WiHD leak exposes details of all torrent users

Updated on: 15 November 2023

Vilius Petkauskas
Deputy Editor

World-in-HD (WiHD), a French private video torrent community, left an open instance exposing the emails and passwords of all of its users and administrators.

WiHD, a popular torrent tracker specializing in HD movies, inadvertently exposed tens of thousands of its users, the Cybernews research team has recently discovered.

WiHD is a private tracker dedicated to distributing high-definition video content. Registered users can access French and English-language TV series, movies, animation, and other content.

Unlike public torrent trackers, private trackers are often invitation-only and supposedly maintain high standards for uploaded content. User forums lament the tracker’s exclusivity, with some selling invites to the website for over $100.

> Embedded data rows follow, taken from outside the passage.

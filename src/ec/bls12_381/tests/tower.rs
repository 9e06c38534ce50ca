//! Upper-tower tests: Fp6, Fp12, and the alternate Fp4-basis
//! representation.

use rand::rngs::StdRng;
use rand::SeedableRng;

use super::super::field::fp::Fp;
use super::super::field::fp12::Fp12;
use super::super::field::fp12alt::{Fp12Alt, LineValue};
use super::super::field::fp2::Fp2;
use super::super::field::fp6::Fp6;

const SAMPLES: usize = 128;

fn rng() -> StdRng {
    StdRng::seed_from_u64(0x6477_4b84_f385_12bf)
}

// ============================================================================
// Fp6
// ============================================================================

#[test]
fn fp6_field_laws() {
    let mut rng = rng();
    for _ in 0..SAMPLES {
        let a = Fp6::random(&mut rng);
        let b = Fp6::random(&mut rng);
        let c = Fp6::random(&mut rng);

        assert_eq!((a + b) + c, a + (b + c));
        assert_eq!(a + b, b + a);
        assert_eq!(a + Fp6::zero(), a);
        assert_eq!(a + (-a), Fp6::zero());

        assert_eq!(a * b, b * a);
        assert_eq!((a * b) * c, a * (b * c));
        assert_eq!(a * (b + c), a * b + a * c);
        assert_eq!(a * Fp6::one(), a);
        assert_eq!(a.square(), a * a);

        if !bool::from(a.is_zero()) {
            assert_eq!(a * a.invert().unwrap(), Fp6::one());
        }
    }
}

#[test]
fn fp6_mul_beta_matches_mul_by_v() {
    let v = Fp6 {
        c0: Fp2::zero(),
        c1: Fp2::one(),
        c2: Fp2::zero(),
    };
    let mut rng = rng();
    for _ in 0..SAMPLES {
        let a = Fp6::random(&mut rng);
        assert_eq!(a.mul_beta(), a * v);
    }
}

#[test]
fn fp6_v_cubes_to_nonresidue() {
    let v = Fp6 {
        c0: Fp2::zero(),
        c1: Fp2::one(),
        c2: Fp2::zero(),
    };
    let xi = Fp6::from(Fp2 {
        c0: Fp::one(),
        c1: Fp::one(),
    });
    assert_eq!(v * v * v, xi);
}

#[test]
fn fp6_frobenius_is_multiplicative() {
    let mut rng = rng();
    for _ in 0..SAMPLES {
        let a = Fp6::random(&mut rng);
        let b = Fp6::random(&mut rng);
        assert_eq!(
            (a * b).frobenius_map(),
            a.frobenius_map() * b.frobenius_map()
        );
    }
}

#[test]
fn fp6_frobenius_order_divides_six() {
    let mut rng = rng();
    for _ in 0..4 {
        let a = Fp6::random(&mut rng);
        let mut f = a;
        for _ in 0..6 {
            f = f.frobenius_map();
        }
        assert_eq!(f, a);
    }
}

// ============================================================================
// Fp12
// ============================================================================

#[test]
fn fp12_field_laws() {
    let mut rng = rng();
    for _ in 0..SAMPLES {
        let a = Fp12::random(&mut rng);
        let b = Fp12::random(&mut rng);
        let c = Fp12::random(&mut rng);

        assert_eq!((a + b) + c, a + (b + c));
        assert_eq!(a + b, b + a);
        assert_eq!(a + Fp12::zero(), a);
        assert_eq!(a + (-a), Fp12::zero());

        assert_eq!(a * b, b * a);
        assert_eq!((a * b) * c, a * (b * c));
        assert_eq!(a * (b + c), a * b + a * c);
        assert_eq!(a * Fp12::one(), a);
        assert_eq!(a.square(), a * a);

        if !bool::from(a.is_zero()) {
            assert_eq!(a * a.invert().unwrap(), Fp12::one());
        }
    }
}

#[test]
fn fp12_inverse_of_product() {
    let mut rng = rng();
    for _ in 0..SAMPLES {
        let a = Fp12::random(&mut rng);
        let b = Fp12::random(&mut rng);
        if bool::from(a.is_zero()) || bool::from(b.is_zero()) {
            continue;
        }
        assert_eq!(
            (a * b).invert().unwrap(),
            a.invert().unwrap() * b.invert().unwrap()
        );
    }
}

#[test]
fn fp12_conjugation_law() {
    let mut rng = rng();
    for _ in 0..SAMPLES {
        let x = Fp12::random(&mut rng);
        let n = x.cjg() * x;

        // cjg(x)·x = c0² − c1²·v lies in Fp6.
        assert_eq!(n.c1, Fp6::zero());
        assert_eq!(n.c0, x.c0.square() - x.c1.square().mul_beta());
    }
}

#[test]
fn fp12_frobenius_is_multiplicative() {
    let mut rng = rng();
    for _ in 0..SAMPLES {
        let a = Fp12::random(&mut rng);
        let b = Fp12::random(&mut rng);
        assert_eq!(
            (a * b).frobenius_map(),
            a.frobenius_map() * b.frobenius_map()
        );
    }
}

#[test]
fn fp12_frobenius_order_divides_twelve() {
    let mut rng = rng();
    for _ in 0..4 {
        let a = Fp12::random(&mut rng);
        let mut f = a;
        for _ in 0..12 {
            f = f.frobenius_map();
        }
        assert_eq!(f, a);
    }
}

#[test]
fn fp12_frobenius_is_p_power() {
    // The base-field characteristic, big-endian.
    let p = hex::decode(
        "1a0111ea397fe69a4b1ba7b6434bacd764774b84f38512bf6730d2a0f6b0f624\
         1eabfffeb153ffffb9feffffffffaaab",
    )
    .unwrap();

    let mut rng = rng();
    for _ in 0..4 {
        let a = Fp12::random(&mut rng);
        assert_eq!(a.frobenius_map(), a.exp_vartime(&p));
    }
}

#[test]
fn fp12_exp_vartime_edge_cases() {
    let mut rng = rng();
    let x = Fp12::random(&mut rng);

    // Empty and all-zero exponents give one.
    assert_eq!(x.exp_vartime(&[]), Fp12::one());
    assert_eq!(x.exp_vartime(&[0, 0, 0]), Fp12::one());

    assert_eq!(x.exp_vartime(&[1]), x);
    assert_eq!(x.exp_vartime(&[2]), x.square());
    assert_eq!(x.exp_vartime(&[5]), x.square().square() * x);
    // Leading zero bytes do not change the result.
    assert_eq!(x.exp_vartime(&[0, 0, 5]), x.exp_vartime(&[5]));
    // x^256 via a two-byte exponent.
    assert_eq!(x.exp_vartime(&[1, 0]), x.exp_vartime(&[16]).exp_vartime(&[16]));
}

#[test]
fn fp12_mul_beta_is_basis_change_map() {
    let mut rng = rng();
    for _ in 0..SAMPLES {
        let x = Fp12::random(&mut rng);
        let y = x.mul_beta();
        assert_eq!(y.c0, x.c0 - x.c1);
        assert_eq!(y.c1, x.c0 + x.c1);
    }
}

// ============================================================================
// Fp12Alt and LineValue
// ============================================================================

#[test]
fn fp12alt_round_trip() {
    let mut rng = rng();
    for _ in 0..SAMPLES {
        let x = Fp12::random(&mut rng);
        let alt = Fp12Alt::from_fp12(&x);
        assert_eq!(alt.to_fp12(), x);
    }
    assert_eq!(Fp12Alt::from_fp12(&Fp12::one()), Fp12Alt::one());
    assert_eq!(Fp12Alt::one().to_fp12(), Fp12::one());
}

#[test]
fn fp12alt_arithmetic_matches_fp12() {
    let mut rng = rng();
    for _ in 0..SAMPLES {
        let x = Fp12::random(&mut rng);
        let y = Fp12::random(&mut rng);
        let xa = Fp12Alt::from_fp12(&x);
        let ya = Fp12Alt::from_fp12(&y);

        assert_eq!((xa + ya).to_fp12(), x + y);
        assert_eq!((xa * ya).to_fp12(), x * y);
        assert_eq!(xa.square().to_fp12(), x.square());
        assert_eq!(xa.square(), xa * xa);
    }
}

fn random_line(rng: &mut StdRng) -> LineValue {
    LineValue {
        l0: Fp2::random(&mut *rng),
        l1: Fp2::random(&mut *rng),
        l2: Fp2::random(&mut *rng),
    }
}

/// The dense Fp12Alt element a line value stands for.
fn line_to_dense(line: &LineValue) -> Fp12Alt {
    use super::super::field::fp4::Fp4;
    Fp12Alt {
        c0: Fp4 {
            c0: line.l0,
            c1: line.l2,
        },
        c1: Fp4::zero(),
        c2: Fp4 {
            c0: line.l1,
            c1: Fp2::zero(),
        },
    }
}

#[test]
fn mul_line_matches_dense_multiplication() {
    let mut rng = rng();
    for _ in 0..SAMPLES {
        let x = Fp12Alt::from_fp12(&Fp12::random(&mut rng));
        let line = random_line(&mut rng);
        assert_eq!(x.mul_line(&line), x * line_to_dense(&line));
    }
}

#[test]
fn mul_line_by_zero_line_is_zero() {
    let zero_line = LineValue {
        l0: Fp2::zero(),
        l1: Fp2::zero(),
        l2: Fp2::zero(),
    };
    assert!(bool::from(zero_line.is_zero()));

    let mut rng = rng();
    for _ in 0..SAMPLES {
        let x = Fp12Alt::from_fp12(&Fp12::random(&mut rng));
        assert_eq!(x.mul_line(&zero_line).to_fp12(), Fp12::zero());
    }
}

#[test]
fn mul_line_by_one_is_identity() {
    let one = LineValue::one();
    assert!(!bool::from(one.is_zero()));

    let mut rng = rng();
    for _ in 0..SAMPLES {
        let x = Fp12Alt::from_fp12(&Fp12::random(&mut rng));
        assert_eq!(x.mul_line(&one), x);
    }
}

However, the Cybernews team discovered a publicly exposed Elasticsearch cluster on WiHD that lacked any password protection. ElasticSearch is a popular tool for managing large volumes of data.

What data was exposed?

According to the team, 97,327 accounts were exposed in the leak. Both WiHD's customers and its administrators had their accounts exposed over the publicly facing instance.

The leaked data includes:

User emails
IP addresses
Service info
Usernames
Hashed passwords for all torrent users

Exposing sensitive user data to anyone on the internet poses significant security risks, research claims. For example, malicious actors could collate IP addresses with email addresses to pinpoint user locations.

“Threat actors could engage in various illicit activities, such as tracking and identifying users for legal repercussions, launching targeted phishing attacks, or potentially exposing users’ downloading habits, raising privacy and legal concerns for affected individuals,” researchers said.

The likeliest reason for the exposed Elasticsearch instance is a misconfiguration. The team noted that WiHD eventually closed the exposed instance. However, attackers scouring the net could have easily downloaded the data for future use.